AWS S3 Static Website Frustrations

Hosting a static website on AWS S3 is awesome... but pushing updates was getting frustrating...

When I decided to put up this web site and the www.jakhak.com web app, I decided to make them serverless for several reasons:

  1. It’s the new thing (well fairly new), and I wanted to see how it works…
  2. I wanted to get experience with the serverless way of doing things… for example using Lambda to create micro-services, and…
  3. Well… no server to maintain! Awesome.

Incidentally, jakhak.com uses VueJS and micro-services implemented with AWS Lambda. However, for this site I wanted a blogging framework. WordPress won’t work this way… at least not out of the box. It needs to run on a web server. So in this case I’ve used Hugo and one of the standard themes. I’m getting used to it and it’s working fine for what I’m doing here.

But alas I digress…

Anyway, building the static, serverless websites in general has gone great.

But when I would make changes I had some trouble with the way that AWS caches content… i.e., getting my updates to actually show up in the live version of the website. I’d jump through these hoops of deleting the changed file from S3, waiting for a few minutes, uploading the updated file, and then going to the AWS Cloudfront Management Console and “invalidating” the file so that CloudFront would re-cache it. Then I’d clear the cache in my browser and reload the website and hope to see the new content.

After all these steps, it still seemed like the updates would occur intermittenly. Sometimes I’d still see the old content… and I wasn’t quite sure where that content was still being cached.

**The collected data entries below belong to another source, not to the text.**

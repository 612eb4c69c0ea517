//! Normalized 2D facial landmarks.
//!
//! A landmark source returns one `LandmarkSet` per frame for the single face
//! it found. Coordinates are normalized to the frame: `x` and `y` lie in
//! `[0, 1]` with the origin in the top-left corner.
//!
//! # Layouts
//!
//! Landmark models disagree on how many points they emit and in which order,
//! so every set carries a `LandmarkLayout` naming the indices of the features
//! this crate cares about:
//!
//! - `mediapipe()`: the 468-point face mesh (nose tip 1, inner eye corners
//!   133/362, mouth corners 61/291, 36-point face oval)
//! - `compact()`: the five features first, followed by the contour ring.
//!   Used for synthetic fixtures.

use schemars::JsonSchema;
use serde::{Deserialize, Serialize};

/// A single normalized landmark.
#[derive(Debug, Clone, Copy, PartialEq, Default, Serialize, Deserialize, JsonSchema)]
pub struct Point2 {
    pub x: f64,
    pub y: f64,
}

impl Point2 {
    pub const fn new(x: f64, y: f64) -> Self {
        Self { x, y }
    }

    /// Midpoint between two landmarks.
    pub fn midpoint(&self, other: &Point2) -> Point2 {
        Point2::new((self.x + other.x) * 0.5, (self.y + other.y) * 0.5)
    }

    /// Whether the point lies inside the normalized frame.
    pub fn is_normalized(&self) -> bool {
        (0.0..=1.0).contains(&self.x) && (0.0..=1.0).contains(&self.y)
    }
}

/// Semantic facial features with stable indices in every layout.
#[derive(Debug, Clone, Copy, PartialEq, Eq, Hash)]
pub enum FacialFeature {
    NoseTip,
    LeftEyeInner,
    RightEyeInner,
    MouthLeft,
    MouthRight,
}

impl FacialFeature {
    pub const ALL: [FacialFeature; 5] = [
        FacialFeature::NoseTip,
        FacialFeature::LeftEyeInner,
        FacialFeature::RightEyeInner,
        FacialFeature::MouthLeft,
        FacialFeature::MouthRight,
    ];
}

/// MediaPipe face mesh face-oval ring, clockwise from the forehead.
const MEDIAPIPE_FACE_OVAL: &[usize] = &[
    10, 338, 297, 332, 284, 251, 389, 356, 454, 323, 361, 288, 397, 365, 379, 378, 400, 377, 152,
    148, 176, 149, 150, 136, 172, 58, 132, 93, 234, 127, 162, 21, 54, 103, 67, 109,
];

/// Compact layout contour: sixteen points directly after the five features.
const COMPACT_CONTOUR: &[usize] = &[5, 6, 7, 8, 9, 10, 11, 12, 13, 14, 15, 16, 17, 18, 19, 20];

/// Index map from semantic features to positions in a landmark vector.
#[derive(Debug, Clone, Copy, PartialEq, Eq, Serialize)]
pub struct LandmarkLayout {
    pub nose_tip: usize,
    pub left_eye_inner: usize,
    pub right_eye_inner: usize,
    pub mouth_left: usize,
    pub mouth_right: usize,
    /// Face-contour ring, used only for overlays.
    pub contour: &'static [usize],
}

impl LandmarkLayout {
    /// MediaPipe 468-point face mesh (image-space left/right).
    pub const fn mediapipe() -> Self {
        Self {
            nose_tip: 1,
            left_eye_inner: 133,
            right_eye_inner: 362,
            mouth_left: 61,
            mouth_right: 291,
            contour: MEDIAPIPE_FACE_OVAL,
        }
    }

    /// Five features at indices 0-4, then a sixteen-point contour ring.
    pub const fn compact() -> Self {
        Self {
            nose_tip: 0,
            left_eye_inner: 1,
            right_eye_inner: 2,
            mouth_left: 3,
            mouth_right: 4,
            contour: COMPACT_CONTOUR,
        }
    }

    /// Index of a feature in this layout.
    pub fn index_of(&self, feature: FacialFeature) -> usize {
        match feature {
            FacialFeature::NoseTip => self.nose_tip,
            FacialFeature::LeftEyeInner => self.left_eye_inner,
            FacialFeature::RightEyeInner => self.right_eye_inner,
            FacialFeature::MouthLeft => self.mouth_left,
            FacialFeature::MouthRight => self.mouth_right,
        }
    }

    /// Smallest point count that covers every index of this layout.
    pub fn required_len(&self) -> usize {
        let features = FacialFeature::ALL.iter().map(|f| self.index_of(*f));
        features
            .chain(self.contour.iter().copied())
            .max()
            .map_or(0, |max| max + 1)
    }
}

impl Default for LandmarkLayout {
    fn default() -> Self {
        Self::mediapipe()
    }
}

/// Landmarks for one face in one frame. Immutable once built.
#[derive(Debug, Clone, PartialEq)]
pub struct LandmarkSet {
    points: Vec<Point2>,
    layout: LandmarkLayout,
}

impl LandmarkSet {
    /// Wrap raw model output with the layout it was produced in.
    pub fn new(points: Vec<Point2>, layout: LandmarkLayout) -> Self {
        Self { points, layout }
    }

    /// Build a compact-layout set from named features and a contour ring.
    ///
    /// Missing contour points are padded with the nose tip so the set always
    /// satisfies `LandmarkLayout::compact()`.
    pub fn from_features(
        nose_tip: Point2,
        left_eye_inner: Point2,
        right_eye_inner: Point2,
        mouth_left: Point2,
        mouth_right: Point2,
        contour: &[Point2],
    ) -> Self {
        let layout = LandmarkLayout::compact();
        let mut points = vec![nose_tip, left_eye_inner, right_eye_inner, mouth_left, mouth_right];
        points.extend(
            (0..layout.contour.len()).map(|i| contour.get(i).copied().unwrap_or(nose_tip)),
        );
        Self { points, layout }
    }

    pub fn points(&self) -> &[Point2] {
        &self.points
    }

    pub fn layout(&self) -> &LandmarkLayout {
        &self.layout
    }

    pub fn len(&self) -> usize {
        self.points.len()
    }

    pub fn is_empty(&self) -> bool {
        self.points.is_empty()
    }

    /// Look up a semantic feature. `None` when the model returned too few points.
    pub fn feature(&self, feature: FacialFeature) -> Option<Point2> {
        self.points.get(self.layout.index_of(feature)).copied()
    }

    /// Contour ring points that are present in this set.
    pub fn contour(&self) -> impl Iterator<Item = Point2> + '_ {
        self.layout
            .contour
            .iter()
            .filter_map(|&i| self.points.get(i).copied())
    }

    /// Whether every point lies in the normalized frame.
    pub fn is_normalized(&self) -> bool {
        self.points.iter().all(Point2::is_normalized)
    }
}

When setting up the CloudFront Distribution, there seemed to be a field where the maximum caching time could be altered. But the process wouldn’t let me actually alter those values. And the values were big… 31536000 seconds… which means CloudFront could hold on to the cached content for up to a year!

Even now, by navigating to the “Edit Behavior” functionality on the CloudFront Console (in the Console, click on the Distribution, then click the “Behaviors” tab, then select the record and click “Edit”), I can see the default value for content caching of up to a year.

Editing Behaviors

This was puzzling and frustrating, and at first it didn’t seem like Google had any answers.

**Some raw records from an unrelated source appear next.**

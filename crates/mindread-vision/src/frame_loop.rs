//! Per-frame capture loop.
//!
//! Drives the camera, the landmark model, the zone classifier and the dwell
//! timer, one frame at a time, on a single task.
//!
//! # Cycle
//! ```text
//!   wait for next tick ──► next frame ──► LandmarkSource::detect (awaited)
//!          ▲                                       │
//!          │                                       ▼
//!          │                             stale? ── yes ──► discard, stop
//!          │                                       │ no
//!          │                                       ▼
//!          │                        ZoneClassifier ─► DwellTimer
//!          │                                       │
//!          │                                       ▼
//!          └──────────── observer.on_zone / on_side_confirmed
//! ```
//!
//! Only the frame fetch and the landmark call suspend. Each frame is fully
//! classified and applied before the next one is requested, so there is
//! never more than one landmark request in flight.
//!
//! # Cancellation
//! `FrameLoopHandle::stop` marks the loop's generation stale, signals the
//! task and waits for it. A landmark result that resolves after the stop is
//! discarded without touching the dwell timer or the observer, and the
//! camera lease is released before `stop` returns.

use std::sync::atomic::{AtomicU64, Ordering};
use std::sync::Arc;
use std::time::{Duration, Instant};

use mindread_models::{Side, Zone};
use tokio::sync::watch;
use tokio::task::JoinHandle;
use tokio::time::MissedTickBehavior;
use tracing::{debug, error, info, trace, warn, Instrument, Span};

use crate::capture::{CaptureLease, SharedCamera};
use crate::classifier::ZoneClassifier;
use crate::config::DetectionConfig;
use crate::dwell::DwellTimer;
use crate::error::{VisionError, VisionResult};
use crate::metrics;
use crate::source::LandmarkSource;

/// What the loop should do after a side was confirmed.
#[derive(Debug, Clone, Copy, PartialEq, Eq)]
pub enum LoopDirective {
    /// Keep running; the dwell timer stays confirmed until reset.
    Continue,
    /// Start a fresh dwell window before the next frame.
    ResetDetection,
    /// Stop the loop and release the camera.
    Stop,
}

/// Why a loop ended.
#[derive(Debug, Clone, Copy, PartialEq, Eq)]
pub enum StopReason {
    /// `stop()` was called or the handle was dropped.
    Requested,
    /// The camera stopped delivering frames.
    CaptureEnded,
    /// The observer returned `LoopDirective::Stop`.
    ObserverStopped,
}

impl std::fmt::Display for StopReason {
    fn fmt(&self, f: &mut std::fmt::Formatter<'_>) -> std::fmt::Result {
        match self {
            StopReason::Requested => write!(f, "requested"),
            StopReason::CaptureEnded => write!(f, "capture_ended"),
            StopReason::ObserverStopped => write!(f, "observer_stopped"),
        }
    }
}

/// Receives per-frame results from a running loop.
///
/// All callbacks run synchronously on the loop task between frames.
pub trait FrameObserver: Send + Sync {
    /// Called once per processed frame with the frame's zone and the
    /// continuous hold time of the tracked side.
    fn on_zone(&self, zone: Zone, elapsed_seconds: f64);

    /// Called once when the dwell timer confirms a side.
    fn on_side_confirmed(&self, _side: Side) -> LoopDirective {
        LoopDirective::Continue
    }

    /// Called when the landmark model fails on a frame. The frame is
    /// treated as having no face and the loop continues.
    fn on_landmark_error(&self, _error: &VisionError) {}

    /// Called when the loop ends on its own (capture ended or observer stop).
    /// Not called after an explicit `stop()`.
    fn on_stopped(&self, _reason: StopReason, _stats: &LoopStats) {}
}

/// Adapts a plain `on_zone` closure into a `FrameObserver`.
pub struct ZoneCallback<F>(pub F);

impl<F> FrameObserver for ZoneCallback<F>
where
    F: Fn(Zone, f64) + Send + Sync,
{
    fn on_zone(&self, zone: Zone, elapsed_seconds: f64) {
        (self.0)(zone, elapsed_seconds)
    }
}

/// Statistics for one loop run.
#[derive(Debug, Clone, Default, PartialEq, Eq)]
pub struct LoopStats {
    /// Frames classified and applied
    pub frames_processed: u64,
    /// Frames classified as `Zone::None`
    pub no_face_frames: u64,
    /// Frames where the landmark model returned an error
    pub landmark_failures: u64,
    /// Sides confirmed
    pub confirmations: u64,
    /// Landmark results discarded because the loop had been stopped
    pub stale_results: u64,
}

impl LoopStats {
    /// Fraction of processed frames with a usable face.
    pub fn face_ratio(&self) -> f64 {
        if self.frames_processed > 0 {
            (self.frames_processed - self.no_face_frames) as f64 / self.frames_processed as f64
        } else {
            0.0
        }
    }

    /// Log summary statistics.
    pub fn log_summary(&self, reason: StopReason) {
        info!(
            reason = %reason,
            frames = self.frames_processed,
            no_face_frames = self.no_face_frames,
            landmark_failures = self.landmark_failures,
            confirmations = self.confirmations,
            stale_results = self.stale_results,
            face_ratio = format!("{:.1}%", self.face_ratio() * 100.0),
            "Frame loop summary"
        );
    }
}

/// Configured frame loop, ready to start on a camera.
#[derive(Clone)]
pub struct FrameLoop {
    config: DetectionConfig,
    source: Arc<dyn LandmarkSource>,
}

impl FrameLoop {
    pub fn new(config: DetectionConfig, source: Arc<dyn LandmarkSource>) -> Self {
        Self { config, source }
    }

    pub fn config(&self) -> &DetectionConfig {
        &self.config
    }

    /// Validate the configuration, take the camera and start cycling.
    ///
    /// # Errors
    /// - `InvalidConfig` if the configuration does not validate
    /// - `PermissionDenied` / `DeviceUnavailable` if the camera cannot be opened
    /// - `CaptureBusy` if another loop holds the camera
    ///
    /// On error no frame is processed and the observer is never called.
    /// The loop task runs inside the caller's current span.
    pub async fn start(
        &self,
        camera: &SharedCamera,
        observer: Arc<dyn FrameObserver>,
    ) -> VisionResult<FrameLoopHandle> {
        self.config.validate()?;

        let lease = camera.acquire().await.inspect_err(|e| {
            warn!(device = camera.name(), error = %e, "Failed to start frame loop");
        })?;

        let generation = Arc::new(AtomicU64::new(1));
        let reset_epoch = Arc::new(AtomicU64::new(0));
        let (cancel_tx, cancel_rx) = watch::channel(false);

        info!(
            device = lease.device_name(),
            source = self.source.name(),
            threshold = self.config.detection_threshold,
            detection_secs = self.config.detection_time_secs(),
            frame_interval_ms = self.config.frame_interval.as_millis() as u64,
            "Frame loop started"
        );

        let worker = LoopWorker {
            config: self.config.clone(),
            classifier: ZoneClassifier::from_config(&self.config),
            dwell: DwellTimer::new(self.config.detection_time),
            source: Arc::clone(&self.source),
            observer,
            lease,
            cancel_rx,
            generation: Arc::clone(&generation),
            my_generation: 1,
            reset_epoch: Arc::clone(&reset_epoch),
            seen_epoch: 0,
            stats: LoopStats::default(),
        };

        Ok(FrameLoopHandle {
            cancel_tx,
            generation,
            my_generation: 1,
            reset_epoch,
            task: tokio::spawn(worker.run().instrument(Span::current())),
        })
    }

    /// Stop a running loop. Equivalent to `handle.stop()`.
    pub async fn stop(handle: FrameLoopHandle) -> LoopStats {
        handle.stop().await
    }
}

/// Control handle for a running loop.
///
/// Dropping the handle without calling `stop` also stops the loop.
pub struct FrameLoopHandle {
    cancel_tx: watch::Sender<bool>,
    generation: Arc<AtomicU64>,
    my_generation: u64,
    reset_epoch: Arc<AtomicU64>,
    task: JoinHandle<LoopStats>,
}

impl FrameLoopHandle {
    /// Return the dwell timer to `Idle` before the next frame.
    pub fn reset_detection(&self) {
        self.reset_epoch.fetch_add(1, Ordering::SeqCst);
    }

    /// Whether the loop task has exited.
    pub fn is_finished(&self) -> bool {
        self.task.is_finished()
    }

    /// Stop the loop, discard any in-flight landmark result and release the
    /// camera. Returns the run's statistics.
    pub async fn stop(self) -> LoopStats {
        // Anything that resolves from here on belongs to a dead generation.
        let _ = self.generation.compare_exchange(
            self.my_generation,
            self.my_generation + 1,
            Ordering::SeqCst,
            Ordering::SeqCst,
        );
        let _ = self.cancel_tx.send(true);
        Self::join_task(self.task).await
    }

    /// Wait for the loop to end on its own.
    pub async fn join(self) -> LoopStats {
        // Keep the sender alive so waiting does not read as a drop.
        let FrameLoopHandle { cancel_tx, task, .. } = self;
        let stats = Self::join_task(task).await;
        drop(cancel_tx);
        stats
    }

    async fn join_task(task: JoinHandle<LoopStats>) -> LoopStats {
        match task.await {
            Ok(stats) => stats,
            Err(e) => {
                error!(error = %e, "Frame loop task failed");
                LoopStats::default()
            }
        }
    }
}

struct LoopWorker {
    config: DetectionConfig,
    classifier: ZoneClassifier,
    dwell: DwellTimer,
    source: Arc<dyn LandmarkSource>,
    observer: Arc<dyn FrameObserver>,
    lease: CaptureLease,
    cancel_rx: watch::Receiver<bool>,
    generation: Arc<AtomicU64>,
    my_generation: u64,
    reset_epoch: Arc<AtomicU64>,
    seen_epoch: u64,
    stats: LoopStats,
}

impl LoopWorker {
    async fn run(mut self) -> LoopStats {
        let reason = self.cycle().await;

        let LoopWorker {
            lease,
            observer,
            stats,
            ..
        } = self;
        lease.release().await;
        stats.log_summary(reason);

        if reason != StopReason::Requested {
            observer.on_stopped(reason, &stats);
        }
        stats
    }

    async fn cycle(&mut self) -> StopReason {
        let mut ticker = tokio::time::interval(self.config.frame_interval);
        ticker.set_missed_tick_behavior(MissedTickBehavior::Delay);

        loop {
            tokio::select! {
                biased;
                _ = self.cancel_rx.changed() => return StopReason::Requested,
                _ = ticker.tick() => {}
            }
            if *self.cancel_rx.borrow() {
                return StopReason::Requested;
            }

            self.apply_pending_reset();

            let frame = tokio::select! {
                biased;
                _ = self.cancel_rx.changed() => return StopReason::Requested,
                frame = self.lease.next_frame() => frame,
            };
            let Some(frame) = frame else {
                info!(device = self.lease.device_name(), "Capture source ended");
                return StopReason::CaptureEnded;
            };

            let started = Instant::now();
            let detection = tokio::select! {
                biased;
                _ = self.cancel_rx.changed() => {
                    self.discard_stale(frame.timestamp);
                    return StopReason::Requested;
                }
                result = self.source.detect(&frame) => result,
            };
            metrics::record_landmark_latency(self.source.name(), started.elapsed().as_secs_f64());

            if !self.is_current() {
                self.discard_stale(frame.timestamp);
                return StopReason::Requested;
            }

            let landmarks = match detection {
                Ok(landmarks) => landmarks,
                Err(e) => {
                    warn!(
                        source = self.source.name(),
                        timestamp_ms = frame.timestamp.as_millis() as u64,
                        error = %e,
                        "Landmark detection failed, treating frame as no face"
                    );
                    self.stats.landmark_failures += 1;
                    metrics::record_landmark_failure(self.source.name());
                    self.observer.on_landmark_error(&e);
                    None
                }
            };

            let zone = self.classifier.classify(landmarks.as_ref());
            let update = self.dwell.tick(zone, frame.timestamp);

            self.stats.frames_processed += 1;
            if zone == Zone::None {
                self.stats.no_face_frames += 1;
            }
            metrics::record_frame(zone);
            trace!(
                zone = %zone,
                elapsed_secs = update.elapsed_seconds,
                timestamp_ms = frame.timestamp.as_millis() as u64,
                "Frame processed"
            );

            self.observer.on_zone(update.zone, update.elapsed_seconds);

            if let Some(side) = update.confirmed {
                self.stats.confirmations += 1;
                metrics::record_confirmation(side);
                match self.observer.on_side_confirmed(side) {
                    LoopDirective::Continue => {}
                    LoopDirective::ResetDetection => self.dwell.reset_detection(),
                    LoopDirective::Stop => return StopReason::ObserverStopped,
                }
            }
        }
    }

    /// Drop the landmark result for the frame at `timestamp`, resolved or not.
    fn discard_stale(&mut self, timestamp: Duration) {
        debug!(
            timestamp_ms = timestamp.as_millis() as u64,
            "Discarding landmark result from stopped loop"
        );
        self.stats.stale_results += 1;
        metrics::record_stale_result();
    }

    fn is_current(&self) -> bool {
        self.generation.load(Ordering::SeqCst) == self.my_generation
    }

    fn apply_pending_reset(&mut self) {
        let epoch = self.reset_epoch.load(Ordering::SeqCst);
        if epoch != self.seen_epoch {
            self.seen_epoch = epoch;
            self.dwell.reset_detection();
        }
    }
}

However, thanks to a couple of StackOverflow posts, I think I’ve finally discovered a solution that works, at least in my case.

It’s possible to set the caching limit not in CloudFront, but in S3 itself. You can see it/set it in the S3 Console by navigating to a specific object (like an HTML page or an image), clicking on the “Properties” tab for that image, and then selecting the “Metadata” card.

S3 Object Metadata Card

However, it’s not convenient to set the caching limit for a lot of objects in S3 this way. Luckily there is a way to do it in the AWS CLI with the following command:

aws s3 sync /path s3://yourbucket/ –cache-control max-age=5

This will set the caching limit to 5 seconds, so that the live website is always up to date. Now when I refresh the page in my browser, it immediately shows the updated content that I just pushed to the website!

Of course with the sync command, you’ll need to have the objects in your local folder that you’re syncing. Not to fear, though… there’s a solution to do it without syncing as well. For more information, check out these StackOverflow posts:

How to Add Cache Control in AWS S3

Set Cache Control for Entire S3 Bucket Automatically

One note about this method… this will defeat the benefit of CloudFront’s CDN. If you’re concerned about this, however, you can always set the caching limit back to something higher when the content is stable. My web sites are not complex, so this works fine for me for now. Maybe it will suit your needs as well!